With great freedom, of course, comes great potential for mischief and real harm (see: the movie Catfish and the MTV show it spawned, Manti Te’o, and every awful case of cyberbullying in the news). Making up stories and characters is a kind of lying, and it can be used for good or evil. But that has always been true, and compared with all of the cool things people come up with on the internet, stories of premeditated maleficence are rare. As long as you’re not hurting anyone, or unfairly exploiting their trust, the web can be a big identity playpen—a parallel world where your avatar can be anything you want (it) to be. Basically, everyone with internet access gets to lead at least two lives now—and I think that’s awesome.

My first foray into social media was back in the Friendster days. At first, I was uncomfortable and shy about putting any kind of personal information out there for all the world to see. I was in my early 20s, and I was already IRL-visible as the music editor of an alternative weekly in Portland—where aggressive boys would not hesitate to come up to me at shows and tell me how much I sucked and how fervently they hated me. (I grew tougher as time went on, but I never really got used to it.) I felt generally and constantly vulnerable, and so I didn’t relish the thought of moving into a whole new space where I’d be open to such harassment. But all my friends were on Friendster! I didn’t want to be left out. I also didn’t want to be exposed. So I took a middle path by inventing a persona—a “fictional” character—to inhabit, which would allow me to participate in this new world while retaining some sense of personal privacy.

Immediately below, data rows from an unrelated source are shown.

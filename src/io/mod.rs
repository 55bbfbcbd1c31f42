//! I/O utilities for file processing and data handling.
//!
//! This module provides utilities for reading NDJSON replay scripts and
//! driving them through a reader.

pub mod ndjson;
pub mod replay;

// Re-export commonly used types and functions
pub use ndjson::{parse_replay_file, parse_replay_str, ReplayError, ReplayEvent};
pub use replay::{ReplayDriver, ReplaySummary};
//! リーダーロック統合テスト
//!
//! 同じ共有ストアを使う複数インスタンス（タブ）の間で、読み上げ担当が1つに収束することを確認する。

use std::sync::Arc;
use std::time::Duration;

use chatvox::lock::{LeaderLock, LeaderState, LockSettings, ReaderLockRecord, ACTIVE_READER_KEY};
use chatvox::{ManualClock, MemoryStore, RuntimeContext};

struct Tabs {
    store: Arc<MemoryStore>,
    clock: Arc<ManualClock>,
}

impl Tabs {
    fn new() -> Self {
        Self {
            store: Arc::new(MemoryStore::new()),
            clock: Arc::new(ManualClock::at(21, 0)),
        }
    }

    fn open(&self) -> (Arc<LeaderLock>, Arc<RuntimeContext>) {
        let host = Arc::new(RuntimeContext::new());
        let lock = Arc::new(LeaderLock::new(
            self.store.clone(),
            host.clone(),
            self.clock.clone(),
            LockSettings::default(),
        ));
        (lock, host)
    }

    fn owner(&self) -> Option<String> {
        self.store
            .peek(ACTIVE_READER_KEY)
            .and_then(|v| serde_json::from_value::<ReaderLockRecord>(v).ok())
            .map(|record| record.id)
    }
}

fn leaders(locks: &[&Arc<LeaderLock>]) -> usize {
    locks.iter().filter(|lock| lock.is_leader()).count()
}

#[cfg(test)]
mod convergence_tests {
    use super::*;

    #[tokio::test(start_paused = true)]
    async fn test_two_tabs_converge_on_one_leader() {
        let tabs = Tabs::new();
        let (a, _) = tabs.open();
        let (b, _) = tabs.open();

        assert_eq!(a.start().await, LeaderState::Leader);
        assert_eq!(b.start().await, LeaderState::Follower);

        tokio::time::sleep(Duration::from_secs(10)).await;
        assert_eq!(leaders(&[&a, &b]), 1);
        assert_eq!(tabs.owner().as_deref(), Some(a.instance_id()));
    }

    #[tokio::test(start_paused = true)]
    async fn test_interaction_moves_leadership() {
        let tabs = Tabs::new();
        let (a, _) = tabs.open();
        let (b, _) = tabs.open();
        a.start().await;
        b.start().await;

        assert_eq!(b.on_user_interaction().await, Some(LeaderState::Leader));
        tokio::time::sleep(Duration::from_millis(10)).await;
        assert!(b.is_leader());
        assert!(!a.is_leader());

        // 間隔制限内の操作は無視
        assert_eq!(b.on_user_interaction().await, None);

        tokio::time::sleep(Duration::from_secs(10)).await;
        assert_eq!(leaders(&[&a, &b]), 1);
        assert_eq!(tabs.owner().as_deref(), Some(b.instance_id()));
    }

    #[tokio::test(start_paused = true)]
    async fn test_follower_takes_over_after_leader_stops() {
        let tabs = Tabs::new();
        let (a, _) = tabs.open();
        let (b, _) = tabs.open();
        a.start().await;
        b.start().await;

        // リーダー側のタブが閉じられてハートビートが止まる
        a.teardown();
        tabs.clock.advance(Duration::from_secs(9));
        tokio::time::sleep(Duration::from_secs(3)).await;

        assert!(b.is_leader());
        assert_eq!(tabs.owner().as_deref(), Some(b.instance_id()));
    }

    #[tokio::test(start_paused = true)]
    async fn test_many_tabs_converge() {
        let tabs = Tabs::new();
        let locks: Vec<Arc<LeaderLock>> = (0..5).map(|_| tabs.open().0).collect();
        for lock in &locks {
            lock.start().await;
        }

        tokio::time::sleep(Duration::from_secs(10)).await;
        let refs: Vec<&Arc<LeaderLock>> = locks.iter().collect();
        assert_eq!(leaders(&refs), 1);
    }
}

#[cfg(test)]
mod invalidation_tests {
    use super::*;

    #[tokio::test(start_paused = true)]
    async fn test_invalidated_context_stops_writes() {
        let tabs = Tabs::new();
        let (a, host) = tabs.open();
        a.start().await;
        let before = tabs.store.peek(ACTIVE_READER_KEY);

        host.invalidate();
        tabs.clock.advance(Duration::from_secs(1));
        tokio::time::sleep(Duration::from_secs(3)).await;

        assert!(a.is_torn_down());
        assert!(!a.is_leader());
        // 無効化後はレコードを更新しない
        assert_eq!(tabs.store.peek(ACTIVE_READER_KEY), before);
        assert_eq!(a.claim(true).await, LeaderState::TornDown);
        assert_eq!(a.on_user_interaction().await, Some(LeaderState::TornDown));
    }
}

I called this alternate persona “DJ Skating Widow” and created a whole narrative for her. This wasn’t some kind of Catfish situation—I wasn’t trying to lure cross-country boyfriends with salacious DMs or anything. I wasn’t trying to fool anyone. I used photos of my “real” self, and Skating Widow’s profile was designed to be very obviously fake. She was an innocent young 19-year-old who had met her one true love, Todd, at horse camp, where he was a counselor. When her parents found out Skating Widow and Todd were having sex, they framed him for shoplifting to get him out of her life. It worked—he was sent to jail. While he was incarcerated, Todd and Skating Widow were married. Then he was tragically shanked during a prison fight over, as I recall, a pack of cigarettes, and passed away. From that point forward, Skating Widow’s sole purpose in life was to skateboard in Todd’s memory, and to raise awareness of that particular horse camp. My status updates were pretty elaborate, and I got so into living this alternate persona that I even did a photoshoot outside my apartment in which I wore a black lace dress and a black hat and mournfully clutched my skateboard in front of a rosebush. Everyone knew it was a lark, and some of my friends got extremely into interacting online with SW, posting their condolences and getting in on the joke. It was, I guess, an early social-media art project, and I only ended it because I eventually got bored with it, and moved on to actually blogging as Julianne.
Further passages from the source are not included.